Spirito paralimpico, per tre su quattro conta il valore

Scritto il 04/03/2026
da Redazione

Secondo gli intervistati le competizioni faranno crescere il senso di inclusione

I Giochi Paralimpici Invernali vanno oltre l'aspetto puramente competitivo e diventano un momento capace di parlare al Paese, attraverso una riflessione collettiva su inclusione, accessibilità e responsabilità condivisa. È quanto emerge dalla ricerca "Gli italiani e lo spirito Paralimpico", realizzata da SWG e commissionata da Coca-Cola, partner del movimento olimpico e paralimpico, a tre giorni dal via dei Giochi Paralimpici Invernali di Milano Cortina 2026.

Un italiano su due segue con interesse sia i Giochi Olimpici sia i Giochi Paralimpici e 76% degli italiani riconosce nei due eventi la stessa matrice sportiva e valoriale. Una percezione particolarmente marcata tra i più giovani, dove oltre l'80% della Generazione Z in Italia identifica in entrambi la capacità di unire le persone attraverso lo sport.

L'attesa è già concreta: sei italiani su dieci manifestano l'intenzione di seguire i Giochi Paralimpici Invernali.
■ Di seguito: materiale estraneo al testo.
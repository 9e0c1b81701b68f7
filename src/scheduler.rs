use crate::cycle::{CycleOutcome, SyncCycle};
use feed_source::FeedSource;
use kv_store::KvStore;
use std::future::Future;
use std::time::Duration;
use tokio::time::MissedTickBehavior;
use tracing::{debug, info, warn};

/// Fixed-interval trigger for sync cycles.
///
/// The first cycle runs as soon as [`Scheduler::run`] is called. Each cycle is
/// awaited before the next tick is taken, so a cycle that outlasts the interval
/// delays the following one instead of overlapping it.
#[derive(Debug, Clone, Copy)]
pub struct Scheduler {
    interval: Duration,
}

impl Scheduler {
    pub fn new(interval: Duration) -> anyhow::Result<Self> {
        if interval.is_zero() {
            anyhow::bail!("Sync interval must be greater than zero");
        }
        Ok(Self { interval })
    }

    pub fn interval(&self) -> Duration {
        self.interval
    }

    /// Run cycles until `shutdown` resolves and return how many were run.
    ///
    /// Shutdown is only observed between cycles; a cycle in flight runs to
    /// completion.
    pub async fn run<F, S>(
        &self,
        cycle: &SyncCycle<F, S>,
        shutdown: impl Future<Output = ()>,
    ) -> usize
    where
        F: FeedSource,
        S: KvStore,
    {
        let mut ticker = tokio::time::interval(self.interval);
        ticker.set_missed_tick_behavior(MissedTickBehavior::Delay);
        tokio::pin!(shutdown);

        let mut cycles = 0;
        loop {
            tokio::select! {
                biased;
                _ = &mut shutdown => {
                    info!("Received shutdown signal, stopping scheduler");
                    break;
                }
                _ = ticker.tick() => {
                    cycles += 1;
                    debug!("Scheduled cycle {cycles} triggered");
                    match cycle.run_cycle().await {
                        CycleOutcome::Synced(_) => {}
                        CycleOutcome::NoRecords => warn!("Cycle {cycles} found no products"),
                        CycleOutcome::FetchFailed(_) | CycleOutcome::StoreFailed(_) => {
                            warn!("Cycle {cycles} failed; retrying at the next interval")
                        }
                    }
                }
            }
        }
        cycles
    }
}
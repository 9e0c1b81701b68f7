//! HTTP/HTTPS feed fetcher

use crate::error::FetchError;
use crate::node::FeedNode;
use crate::xml::parse_document;
use crate::FeedSource;
use async_trait::async_trait;
use std::time::Duration;

/// Hard limit on a whole fetch, connection through body.
pub const DEFAULT_FETCH_TIMEOUT: Duration = Duration::from_secs(30);

/// Some feed hosts reject default client identifiers, so present as a browser.
pub const DEFAULT_USER_AGENT: &str =
    "Mozilla/5.0 (Windows NT 10.0; Win64; x64) AppleWebKit/537.36";

/// Options for [`HttpFeedSource`].
#[derive(Debug, Clone)]
pub struct FetchOptions {
    pub timeout: Duration,
    pub user_agent: String,
}

impl Default for FetchOptions {
    fn default() -> Self {
        Self {
            timeout: DEFAULT_FETCH_TIMEOUT,
            user_agent: DEFAULT_USER_AGENT.to_string(),
        }
    }
}

/// Fetches a feed from a fixed HTTP(S) URL.
///
/// No retries happen here; a failed fetch is reported and the next cycle
/// simply tries again.
pub struct HttpFeedSource {
    client: reqwest::Client,
    url: String,
    timeout: Duration,
}

impl HttpFeedSource {
    pub fn new(url: impl Into<String>, options: FetchOptions) -> Result<Self, FetchError> {
        let client = reqwest::Client::builder()
            .timeout(options.timeout)
            .user_agent(options.user_agent)
            .build()
            .map_err(FetchError::Client)?;

        Ok(Self {
            client,
            url: url.into(),
            timeout: options.timeout,
        })
    }

    pub fn url(&self) -> &str {
        &self.url
    }

    fn request_error(&self, source: reqwest::Error) -> FetchError {
        if source.is_timeout() {
            FetchError::Timeout {
                url: self.url.clone(),
                timeout: self.timeout,
            }
        } else {
            FetchError::Request {
                url: self.url.clone(),
                source,
            }
        }
    }

    /// Fetch the raw response body.
    pub async fn fetch_text(&self) -> Result<String, FetchError> {
        tracing::info!("Fetching XML from: {}", self.url);

        let response = self
            .client
            .get(&self.url)
            .send()
            .await
            .map_err(|e| self.request_error(e))?;

        let status = response.status();
        if !status.is_success() {
            return Err(FetchError::Status {
                url: self.url.clone(),
                status: status.as_u16(),
            });
        }

        let body = response.bytes().await.map_err(|source| {
            if source.is_timeout() {
                self.request_error(source)
            } else {
                FetchError::Body {
                    url: self.url.clone(),
                    source,
                }
            }
        })?;

        tracing::debug!("Fetched {} bytes from: {}", body.len(), self.url);
        Ok(String::from_utf8_lossy(&body).into_owned())
    }
}

#[async_trait]
impl FeedSource for HttpFeedSource {
    async fn fetch(&self) -> Result<FeedNode, FetchError> {
        let body = self.fetch_text().await?;
        let document = parse_document(&body)?;
        tracing::debug!("XML parsed successfully");
        Ok(document)
    }

    fn describe(&self) -> String {
        self.url.clone()
    }
}
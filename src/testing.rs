//! In-memory collaborators and scripted stages for tests.

use std::collections::HashMap;
use std::path::{Path, PathBuf};
use std::sync::atomic::{AtomicBool, AtomicUsize, Ordering};
use std::sync::{Arc, Mutex};
use std::time::Duration;

use anyhow::{Result, anyhow, bail};
use async_trait::async_trait;
use bytes::Bytes;
use time::OffsetDateTime;
use tokio_util::sync::CancellationToken;

use crate::common::digest::sha256_bytes;
use crate::config::settings::MediaSettings;
use crate::infrastructure::media::{MediaError, MediaTool, ProbeResult};
use crate::infrastructure::queue::{JobQueue, QueueError, QueueResult};
use crate::infrastructure::redis::cache::{Cache, CacheError};
use crate::infrastructure::redis::lock::{AssetLock, Lease};
use crate::infrastructure::storage::{ObjectStore, StorageError, StorageResult};
use crate::modules::video::model::{NewVideo, Video, VideoMeta, VideoStatus};
use crate::modules::video::repository::VideoRepository;
use crate::modules::video::service::{VideoService, original_key};
use crate::pipeline::context::JobContext;
use crate::pipeline::dispatcher::Dispatcher;
use crate::pipeline::envelope::{Envelope, Step};
use crate::pipeline::retry::RetryPolicy;
use crate::pipeline::runner::{Runner, RunnerConfig};
use crate::pipeline::stages::{StageHandler, Stages};
use crate::pipeline::transitions::TransitionTable;

pub const QUEUE: &str = "video_pipeline";
const WAIT_LIMIT: Duration = Duration::from_secs(5);

async fn wait_until(what: &str, mut done: impl FnMut() -> bool) {
    let polled = tokio::time::timeout(WAIT_LIMIT, async {
        while !done() {
            tokio::time::sleep(Duration::from_millis(5)).await;
        }
    })
    .await;
    assert!(polled.is_ok(), "timed out waiting for {what}");
}

/// ffprobe output for a 12.5 s 640x360 h264/aac clip.
pub fn sample_probe() -> ProbeResult {
    ProbeResult::parse(
        br#"{
            "streams": [
                {"codec_type": "video", "codec_name": "h264", "width": 640, "height": 360},
                {"codec_type": "audio", "codec_name": "aac"}
            ],
            "format": {"duration": "12.500000"}
        }"#,
    )
    .unwrap()
}

type Channel = (async_channel::Sender<Vec<u8>>, async_channel::Receiver<Vec<u8>>);

#[derive(Default)]
pub struct MemoryQueue {
    queues: Mutex<HashMap<String, Channel>>,
    fail_enqueues: AtomicBool,
    panic_next_dequeue: AtomicBool,
}
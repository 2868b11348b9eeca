pub mod env;
pub mod settings;

pub use settings::{AppConfig, ConfigError, LogFormat, QueueBackend};
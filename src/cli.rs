use std::path::PathBuf;

use clap::{Parser, Subcommand};

use crate::pipeline::Step;

#[derive(Parser)]
#[command(name = "vodflow")]
#[command(author, version, about = "Video ingest and HLS packaging pipeline")]
pub struct Cli {
    #[command(subcommand)]
    pub command: Option<Commands>,
}

#[derive(Subcommand)]
pub enum Commands {
    /// Run the worker pool until interrupted
    Worker,

    /// Upload a local file and start its pipeline run
    Submit {
        /// Video file to ingest
        #[arg(required = true)]
        file: PathBuf,
    },

    /// Put an existing video back on the queue
    Enqueue {
        /// Video id
        video_id: String,

        /// Step to start from
        #[arg(long, default_value_t = Step::Validate)]
        step: Step,

        /// Rewind the status to what the step expects, clearing a failure
        #[arg(long)]
        reset: bool,
    },

    /// Show the stored record of a video
    Status {
        /// Video id
        video_id: String,
    },
}
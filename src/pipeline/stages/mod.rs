//! One handler per pipeline step.

use std::sync::Arc;

use async_trait::async_trait;

use super::context::JobContext;
use super::envelope::{Envelope, Step};
use crate::config::settings::MediaSettings;
use crate::infrastructure::media::MediaTool;
use crate::modules::video::service::VideoService;

pub mod checksum;
pub mod manifest;
pub mod publish;
pub mod segment;
pub mod thumbnail;
pub mod transcode;
pub mod validate;

/// Performs the work of one step for one asset.
///
/// Handlers must be idempotent with respect to their output artifacts:
/// the queue is at-least-once, so the same envelope can be handled twice.
#[async_trait]
pub trait StageHandler: Send + Sync {
    fn step(&self) -> Step;

    async fn handle(&self, ctx: &JobContext, envelope: &Envelope) -> anyhow::Result<()>;
}

/// The production handler for every step.
pub struct Stages {
    pub validate: Arc<dyn StageHandler>,
    pub transcode: Arc<dyn StageHandler>,
    pub segment: Arc<dyn StageHandler>,
    pub checksum: Arc<dyn StageHandler>,
    pub thumbnail: Arc<dyn StageHandler>,
    pub publish: Arc<dyn StageHandler>,
}

impl Stages {
    pub fn new(videos: Arc<VideoService>, media: Arc<dyn MediaTool>, settings: &MediaSettings) -> Self {
        Self {
            validate: Arc::new(validate::ValidateStage::new(videos.clone(), media.clone())),
            transcode: Arc::new(transcode::TranscodeStage::new(videos.clone(), media.clone())),
            segment: Arc::new(segment::SegmentStage::new(
                videos.clone(),
                media.clone(),
                settings.segment_seconds,
            )),
            checksum: Arc::new(checksum::ChecksumStage::new(videos.clone())),
            thumbnail: Arc::new(thumbnail::ThumbnailStage::new(
                videos.clone(),
                media,
                settings.thumbnail_seek_seconds,
            )),
            publish: Arc::new(publish::PublishStage::new(videos)),
        }
    }
}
L'interesse non si esaurisce nel tifo: oltre tre quarti degli intervistati riconoscono ai Giochi Paralimpici Invernali un forte impatto culturale, in grado di cambiare la prospettiva su disabilità, partecipazione e pari opportunità.
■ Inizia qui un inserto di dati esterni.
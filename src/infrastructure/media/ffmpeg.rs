use std::path::{Path, PathBuf};
use std::process::Stdio;

use async_trait::async_trait;
use tokio::process::Command;
use tokio_util::sync::CancellationToken;
use tracing::debug;

use super::{MediaError, MediaTool, ProbeResult, truncate_stderr};
use crate::config::settings::MediaSettings;

/// [`MediaTool`] backed by the `ffmpeg` and `ffprobe` binaries.
#[derive(Debug, Clone)]
pub struct Ffmpeg {
    ffmpeg_path: String,
    ffprobe_path: String,
}

impl Ffmpeg {
    pub fn new(settings: &MediaSettings) -> Self {
        Self {
            ffmpeg_path: settings.ffmpeg_path.clone(),
            ffprobe_path: settings.ffprobe_path.clone(),
        }
    }

    async fn run(
        &self,
        tool: &'static str,
        program: &str,
        args: &[String],
        cancel: &CancellationToken,
    ) -> Result<Vec<u8>, MediaError> {
        debug!(tool, ?args, "running media tool");

        let child = Command::new(program)
            .args(args)
            .stdin(Stdio::null())
            .stdout(Stdio::piped())
            .stderr(Stdio::piped())
            .kill_on_drop(true)
            .spawn()
            .map_err(|source| MediaError::Spawn { tool, source })?;

        // Dropping the wait future drops the child, which kills it.
        let output = tokio::select! {
            output = child.wait_with_output() => output?,
            _ = cancel.cancelled() => return Err(MediaError::Cancelled { tool }),
        };

        if !output.status.success() {
            return Err(MediaError::Failed {
                tool,
                code: output.status.code(),
                stderr: truncate_stderr(&output.stderr),
            });
        }
        Ok(output.stdout)
    }
}

fn path_arg(path: &Path) -> String {
    path.to_string_lossy().into_owned()
}

fn transcode_args(input: &str, output: &Path, height: u32) -> Vec<String> {
    vec![
        "-y".into(),
        "-i".into(),
        input.to_string(),
        "-c:v".into(),
        "libx264".into(),
        "-preset".into(),
        "veryfast".into(),
        "-crf".into(),
        "22".into(),
        "-vf".into(),
        format!("scale=-2:{height}"),
        "-c:a".into(),
        "aac".into(),
        "-b:a".into(),
        "128k".into(),
        "-ac".into(),
        "2".into(),
        "-movflags".into(),
        "+faststart".into(),
        path_arg(output),
    ]
}

fn segment_args(input: &Path, out_dir: &Path, base: &str, segment_seconds: u32) -> Vec<String> {
    let segment_pattern = out_dir.join(format!("{base}_%03d.ts"));
    let playlist = out_dir.join(format!("{base}.m3u8"));
    vec![
        "-y".into(),
        "-i".into(),
        path_arg(input),
        "-c:v".into(),
        "copy".into(),
        "-c:a".into(),
        "copy".into(),
        "-start_number".into(),
        "0".into(),
        "-hls_time".into(),
        segment_seconds.to_string(),
        "-hls_playlist_type".into(),
        "vod".into(),
        "-hls_segment_filename".into(),
        path_arg(&segment_pattern),
        path_arg(&playlist),
    ]
}

fn thumbnail_args(input: &str, output: &Path, seek_seconds: u32) -> Vec<String> {
    vec![
        "-ss".into(),
        seek_seconds.to_string(),
        "-i".into(),
        input.to_string(),
        "-frames:v".into(),
        "1".into(),
        "-q:v".into(),
        "2".into(),
        "-y".into(),
        path_arg(output),
    ]
}

#[async_trait]
impl MediaTool for Ffmpeg {
    async fn probe(&self, input: &Path, cancel: &CancellationToken) -> Result<ProbeResult, MediaError> {
        let args: Vec<String> = ["-v", "error", "-print_format", "json", "-show_streams", "-show_format"]
            .into_iter()
            .map(str::to_string)
            .chain([path_arg(input)])
            .collect();

        let stdout = self.run("ffprobe", &self.ffprobe_path, &args, cancel).await?;
        ProbeResult::parse(&stdout)
    }

    async fn transcode(
        &self,
        input: &str,
        output: &Path,
        height: u32,
        cancel: &CancellationToken,
    ) -> Result<(), MediaError> {
        let args = transcode_args(input, output, height);
        self.run("ffmpeg", &self.ffmpeg_path, &args, cancel).await?;
        Ok(())
    }

    async fn segment(
        &self,
        input: &Path,
        out_dir: &Path,
        base: &str,
        segment_seconds: u32,
        cancel: &CancellationToken,
    ) -> Result<Vec<PathBuf>, MediaError> {
        tokio::fs::create_dir_all(out_dir).await?;

        let args = segment_args(input, out_dir, base, segment_seconds);
        self.run("ffmpeg", &self.ffmpeg_path, &args, cancel).await?;

        let mut produced = Vec::new();
        let mut entries = tokio::fs::read_dir(out_dir).await?;
        while let Some(entry) = entries.next_entry().await? {
            if entry.file_type().await?.is_file() {
                produced.push(entry.path());
            }
        }
        produced.sort();
        Ok(produced)
    }

    async fn thumbnail(
        &self,
        input: &str,
        output: &Path,
        seek_seconds: u32,
        cancel: &CancellationToken,
    ) -> Result<(), MediaError> {
        let args = thumbnail_args(input, output, seek_seconds);
        self.run("ffmpeg", &self.ffmpeg_path, &args, cancel).await?;
        Ok(())
    }
}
Ammirazione, orgoglio ed empatia sono le sensazioni più frequentemente associate ai Giochi Paralimpici Invernali, grazie alla capacità di trasmettere un forte messaggio di inclusione (53%) e di riflettere su temi sociali (35%), oltre la celebrazione del singolo atleta.
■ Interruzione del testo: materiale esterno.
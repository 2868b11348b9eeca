use anyhow::Result;
use clap::Parser;
use dotenvy::dotenv;
use tokio_util::sync::CancellationToken;
use tracing::{info, warn};
use tracing_subscriber::EnvFilter;

mod app;
mod cli;
mod common;
mod config;
mod infrastructure;
mod modules;
mod pipeline;
mod state;
#[cfg(test)]
mod testing;

use cli::{Cli, Commands};
use config::env::ProcessEnv;
use config::{AppConfig, LogFormat};
use pipeline::ShutdownReport;
use state::AppState;

fn init_tracing(format: LogFormat) {
    let filter = EnvFilter::try_from_default_env().unwrap_or_else(|_| EnvFilter::new("vodflow=info"));
    let builder = tracing_subscriber::fmt().with_env_filter(filter);

    match format {
        LogFormat::Json => builder.json().init(),
        LogFormat::Pretty => builder.init(),
    }
}

async fn run_worker(state: AppState) -> Result<ShutdownReport> {
    let grace = state.config.worker.shutdown_grace;
    info!(
        workers = state.config.worker.count,
        queue = %state.config.queue.name,
        "🎥 Starting pipeline workers"
    );

    let handle = app::create_runner(&state).start(CancellationToken::new());

    if let Err(e) = tokio::signal::ctrl_c().await {
        warn!("Failed to listen for ctrl-c: {}", e);
    }
    Ok(handle.shutdown(grace).await)
}

async fn print_status(state: &AppState, video_id: &str) -> Result<()> {
    let video = state.videos.get_video(video_id).await?;

    println!("id:         {}", video.id);
    println!("filename:   {}", video.filename);
    println!("status:     {}", video.status);
    println!("original:   {}", video.original_object_key);
    if let Some(duration) = video.duration_seconds {
        println!("duration:   {}s", duration);
    }
    if let (Some(width), Some(height)) = (video.width, video.height) {
        println!("resolution: {}x{}", width, height);
    }
    if !video.available_qualities.is_empty() {
        println!("qualities:  {}", video.available_qualities.join(", "));
    }
    if let Some(manifest) = &video.manifest_path {
        println!("manifest:   {}", manifest);
    }
    if let Some(thumbnail) = &video.thumbnail_key {
        println!("thumbnail:  {}", thumbnail);
    }
    Ok(())
}

#[tokio::main]
async fn main() -> Result<()> {
    dotenv().ok();
    let cli = Cli::parse();

    init_tracing(LogFormat::resolve(&ProcessEnv));
    let config = AppConfig::new()?;

    let state = AppState::connect(config).await?;

    match cli.command.unwrap_or(Commands::Worker) {
        Commands::Worker => {
            let report = run_worker(state).await?;
            if report.panics > 0 {
                warn!(panics = report.panics, "Workers panicked during this run");
            }
        }
        Commands::Submit { file } => {
            let submitted = state.videos.submit(&file).await?;
            println!("{}", submitted.id);
            info!(key = %submitted.object_key, sha256 = %submitted.sha256, "Uploaded");
        }
        Commands::Enqueue { video_id, step, reset } => {
            state.videos.requeue(&video_id, step, reset).await?;
        }
        Commands::Status { video_id } => print_status(&state, &video_id).await?,
    }

    Ok(())
}
pub mod cache;
pub mod client;
pub mod lock;
use std::path::Path;
use std::sync::Arc;

use anyhow::{Context, bail};
use async_trait::async_trait;
use tracing::info;

use super::StageHandler;
use crate::common::digest::sha256_file;
use crate::infrastructure::media::MediaTool;
use crate::modules::video::model::{VideoMeta, VideoStatus};
use crate::modules::video::service::VideoService;
use crate::pipeline::context::JobContext;
use crate::pipeline::envelope::{Envelope, Step};

/// Hashes and probes the uploaded source, recording its technical metadata.
pub struct ValidateStage {
    videos: Arc<VideoService>,
    media: Arc<dyn MediaTool>,
}

impl ValidateStage {
    pub fn new(videos: Arc<VideoService>, media: Arc<dyn MediaTool>) -> Self {
        Self { videos, media }
    }
}

#[async_trait]
impl StageHandler for ValidateStage {
    fn step(&self) -> Step {
        Step::Validate
    }

    async fn handle(&self, ctx: &JobContext, envelope: &Envelope) -> anyhow::Result<()> {
        let id = envelope.video_id.as_str();
        info!(video_id = id, "Validation started");

        let key = self.videos.get_object_key(id).await?;
        let ext = Path::new(&key)
            .extension()
            .and_then(|e| e.to_str())
            .map(|e| format!(".{e}"))
            .unwrap_or_default();

        let dir = tempfile::tempdir()?;
        let local = dir.path().join(format!("source{ext}"));
        let size = ctx
            .guard(async {
                self.videos
                    .store()
                    .save_locally(&key, &local)
                    .await
                    .with_context(|| format!("downloading {key}"))
            })
            .await?;

        let sha256 = sha256_file(&local).await?;
        let probe = self
            .media
            .probe(&local, &ctx.cancel)
            .await
            .context("probing source")?;

        let Some(video) = probe.video_stream() else {
            bail!("no video stream in {}", key);
        };
        let audio = probe.audio_stream();

        let meta = VideoMeta {
            sha256,
            duration_seconds: probe.duration_seconds(),
            codec_video: video.codec_name.clone(),
            codec_audio: audio.and_then(|a| a.codec_name.clone()),
            width: video.width.map(|w| w as i32),
            height: video.height.map(|h| h as i32),
        };
        self.videos.update_meta(id, &meta, VideoStatus::Valid).await?;

        info!(
            video_id = id,
            bytes = size,
            checksum = %meta.sha256,
            duration = ?meta.duration_seconds,
            vcodec = ?meta.codec_video,
            acodec = ?meta.codec_audio,
            "✅ Validation finished"
        );
        Ok(())
    }
}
La ricerca mostra come i Giochi Paralimpici Invernali parlino direttamente al Paese. Otto italiani su dieci ritengono che ospitare un evento come i Giochi Paralimpici Invernali rappresenti un'opportunità concreta per portare al centro del dibattito pubblico il tema dell'inclusione sociale: per l'87% degli italiani, i valori Paralimpici sono sempre più centrali per abbattere barriere fisiche e culturali, dall'accessibilità degli spazi e dei servizi al contributo all'educazione delle nuove generazioni. "In un mondo scosso da conflitti, divisioni e tragedie- spiega una nota del Cio, il Comitato Olimpico Internazionale- rimaniamo fermi nella convinzione che lo sport debba rimanere un faro di speranza, una forza che unisce il mondo intero in una competizione pacifica. Questo è il cuore del Movimento Olimpico e deriva dai Principi Fondamentali dell'Olimpismo".